Downregulation of TIGIT Expression in FOXP3+Regulatory T Cells in Acute Coronary Syndrome.

OBJECTIVE

Little is currently known on the role of T-cell immunoglobulin and ITIM domain (TIGIT) expression in Foxp3+ regulatory T cells (TIGIT+Tregs) in acute coronary syndrome (ACS) patients. The aim of this study was to investigate the role and alterations of TIGIT+Tregs in ACS patients.

METHODS

We enrolled 117 subjects, including 61 ACS patients, 26 chronic coronary syndrome (CCS) patients, and 30 control subjects without coronary artery disease. The quantification of TIGIT+Tregs was determined by flow cytometry; serum interleukin-6 (IL-6) and transforming growth factor-β (TGF-β) were also measured.

RESULTS

TIGIT+Tregs expression was significantly lower in ACS patients compared with CCS and control patients (P<0.05).
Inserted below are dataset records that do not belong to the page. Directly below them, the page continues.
//! Table to design-matrix encoding
//!
//! Numeric features are optionally standardized with training statistics;
//! categorical features are one-hot encoded over the training levels.
//! Missing numeric values encode as the training mean, and missing or
//! unseen categories encode as all zeros.

use std::collections::HashMap;

use contam_io::Table;
use contam_stats::SummaryStats;
use nalgebra::DMatrix;
use serde::{Deserialize, Serialize};

use crate::error::ModelError;
use crate::model::SessionOptions;

/// Scaling parameters of one numeric feature
#[derive(Debug, Clone, PartialEq, Serialize, Deserialize)]
pub struct NumericFeature {
    pub name: String,
    pub mean: f64,
    pub scale: f64,
}

/// Levels of one categorical feature, in column order
#[derive(Debug, Clone, PartialEq, Serialize, Deserialize)]
pub struct CategoricalFeature {
    pub name: String,
    pub levels: Vec<String>,
}

/// Learned encoding from a table to model inputs
#[derive(Debug, Clone, PartialEq, Serialize, Deserialize)]
pub struct FeatureEncoder {
    pub numeric: Vec<NumericFeature>,
    pub categorical: Vec<CategoricalFeature>,
    pub normalize: bool,
}

impl FeatureEncoder {
    /// Learn scaling and levels from `data`
    ///
    /// Levels named in `dropped_levels` act as reference categories and
    /// get no column of their own.
    pub fn fit(
        data: &Table,
        options: &SessionOptions,
        dropped_levels: &[String],
        normalize: bool,
    ) -> Result<Self, ModelError> {
        let mut numeric = Vec::with_capacity(options.numeric_features.len());
        for name in &options.numeric_features {
            let values = numeric_column(data, name)?;
            let stats = SummaryStats::from_nullable(&values);
            let mean = if stats.mean.is_finite() { stats.mean } else { 0.0 };
            let scale = if stats.std_dev.is_finite() && stats.std_dev > 0.0 {
                stats.std_dev
            } else {
                1.0
            };
            numeric.push(NumericFeature {
                name: name.clone(),
                mean,
                scale,
            });
        }

        let mut categorical = Vec::with_capacity(options.categorical_features.len());
        for name in &options.categorical_features {
            let values = string_column(data, name)?;
            let mut levels: Vec<String> = values
                .iter()
                .flatten()
                .filter(|level| !dropped_levels.contains(level))
                .cloned()
                .collect();
            levels.sort();
            levels.dedup();
            categorical.push(CategoricalFeature {
                name: name.clone(),
                levels,
            });
        }

        Ok(Self {
            numeric,
            categorical,
            normalize,
        })
    }

    /// Number of encoded columns
    pub fn width(&self) -> usize {
        self.numeric.len() + self.categorical.iter().map(|c| c.levels.len()).sum::<usize>()
    }

    /// Encoded column names (`feature` or `feature=level`)
    pub fn feature_names(&self) -> Vec<String> {
        let mut names: Vec<String> = self.numeric.iter().map(|f| f.name.clone()).collect();
        for feature in &self.categorical {
            for level in &feature.levels {
                names.push(format!("{}={}", feature.name, level));
            }
        }
        names
    }

    /// Encode every row of `data`
    pub fn encode(&self, data: &Table) -> Result<DMatrix<f64>, ModelError> {
        let rows = data.num_rows();
        let mut matrix = DMatrix::zeros(rows, self.width());
        let mut col = 0;

        for feature in &self.numeric {
            let values = numeric_column(data, &feature.name)?;
            for (row, value) in values.iter().enumerate() {
                let x = value.unwrap_or(feature.mean);
                matrix[(row, col)] = if self.normalize {
                    (x - feature.mean) / feature.scale
                } else {
                    x
                };
            }
            col += 1;
        }

        for feature in &self.categorical {
            let values = string_column(data, &feature.name)?;
            let index: HashMap<&str, usize> = feature
                .levels
                .iter()
                .enumerate()
                .map(|(i, level)| (level.as_str(), i))
                .collect();
            for (row, value) in values.iter().enumerate() {
                if let Some(offset) = value.as_deref().and_then(|v| index.get(v)) {
                    matrix[(row, col + offset)] = 1.0;
                }
            }
            col += feature.levels.len();
        }

        Ok(matrix)
    }
}

fn numeric_column(data: &Table, name: &str) -> Result<Vec<Option<f64>>, ModelError> {
    let column = data.require_column(name)?;
    column.to_f64().ok_or_else(|| ModelError::FeatureType {
        feature: name.to_string(),
        expected: "numeric".to_string(),
        actual: column.dtype().to_string(),
    })
}

fn string_column<'a>(data: &'a Table, name: &str) -> Result<&'a [Option<String>], ModelError> {
    let column = data.require_column(name)?;
    column.as_strings().ok_or_else(|| ModelError::FeatureType {
        feature: name.to_string(),
        expected: "string".to_string(),
        actual: column.dtype().to_string(),
    })
}

#[cfg(test)]
mod tests {
    use super::*;
    use contam_io::DataColumn;

    fn table() -> Table {
        Table::from_columns([
            ("idade_V1", DataColumn::Float64(vec![Some(20.0), Some(40.0), None])),
            (
                "sexo_V1",
                DataColumn::from_strs([Some("f__V1"), Some("m__V1"), Some("f__V1")]),
            ),
            ("prob_V1_V2", DataColumn::Float64(vec![Some(0.1), Some(0.2), Some(0.3)])),
        ])
        .unwrap()
    }

    #[test]
    fn test_fit_and_encode() {
        let data = table();
        let options = SessionOptions::infer(&data, "prob_V1_V2", 16);
        let encoder = FeatureEncoder::fit(&data, &options, &[], true).unwrap();

        assert_eq!(encoder.width(), 3);
        assert_eq!(
            encoder.feature_names(),
            vec!["idade_V1", "sexo_V1=f__V1", "sexo_V1=m__V1"]
        );

        let x = encoder.encode(&data).unwrap();
        assert_eq!(x[(0, 0)], -1.0);
        assert_eq!(x[(1, 0)], 1.0);
        // missing encodes as the mean
        assert_eq!(x[(2, 0)], 0.0);
        assert_eq!(x[(1, 2)], 1.0);
        assert_eq!(x[(1, 1)], 0.0);
    }

    #[test]
    fn test_dropped_and_unseen_levels() {
        let data = table();
        let options = SessionOptions::infer(&data, "prob_V1_V2", 16);
        let encoder =
            FeatureEncoder::fit(&data, &options, &["m__V1".to_string()], false).unwrap();
        assert_eq!(encoder.categorical[0].levels, vec!["f__V1"]);

        let unseen = Table::from_columns([
            ("idade_V1", DataColumn::Int64(vec![Some(33)])),
            ("sexo_V1", DataColumn::from_strs([Some("x__V1")])),
        ])
        .unwrap();
        let x = encoder.encode(&unseen).unwrap();
        assert_eq!(x[(0, 0)], 33.0);
        assert_eq!(x[(0, 1)], 0.0);
    }

    #[test]
    fn test_type_mismatch() {
        let data = table();
        let options = SessionOptions::infer(&data, "prob_V1_V2", 16);
        let encoder = FeatureEncoder::fit(&data, &options, &[], true).unwrap();

        let wrong = Table::from_columns([
            ("idade_V1", DataColumn::from_strs([Some("20")])),
            ("sexo_V1", DataColumn::from_strs([Some("f__V1")])),
        ])
        .unwrap();
        assert!(matches!(
            encoder.encode(&wrong),
            Err(ModelError::FeatureType { .. })
        ));
    }
}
The expression of TIGIT+Tregs was comparable in patients with and without traditional risk factors (P>0.05). Logistic regression analysis revealed that TIGIT+Tregs levels are independent predictors of ACS (P<0.01). Receiver-operating characteristic (ROC) curve analysis showed the expression levels of TIGIT+Tregs had a discriminative power for ACS (P<0.01). IL-6 levels were increased (P<0.01), while TGF-β was decreased in ACS patients compared with CCS and control patients (P<0.01). Meanwhile, an inverse correlation between IL-6 and TIGIT+Tregs was observed (P<0.01), while a positive correlation between TGF-β and TIGIT+Tregs was found (P<0.05).

CONCLUSION

TIGIT+Tregs levels are significantly reduced in ACS, accompanied by upregulated IL-6 and downregulated TGF-β expression. The downregulated TIGIT+Tregs are independent predictors of ACS. These findings suggest that TIGIT+Tregs may have an anti-inflammatory and protective effect on ACS, and its decreased expression may be associated with atherosclerotic plaque destabilization.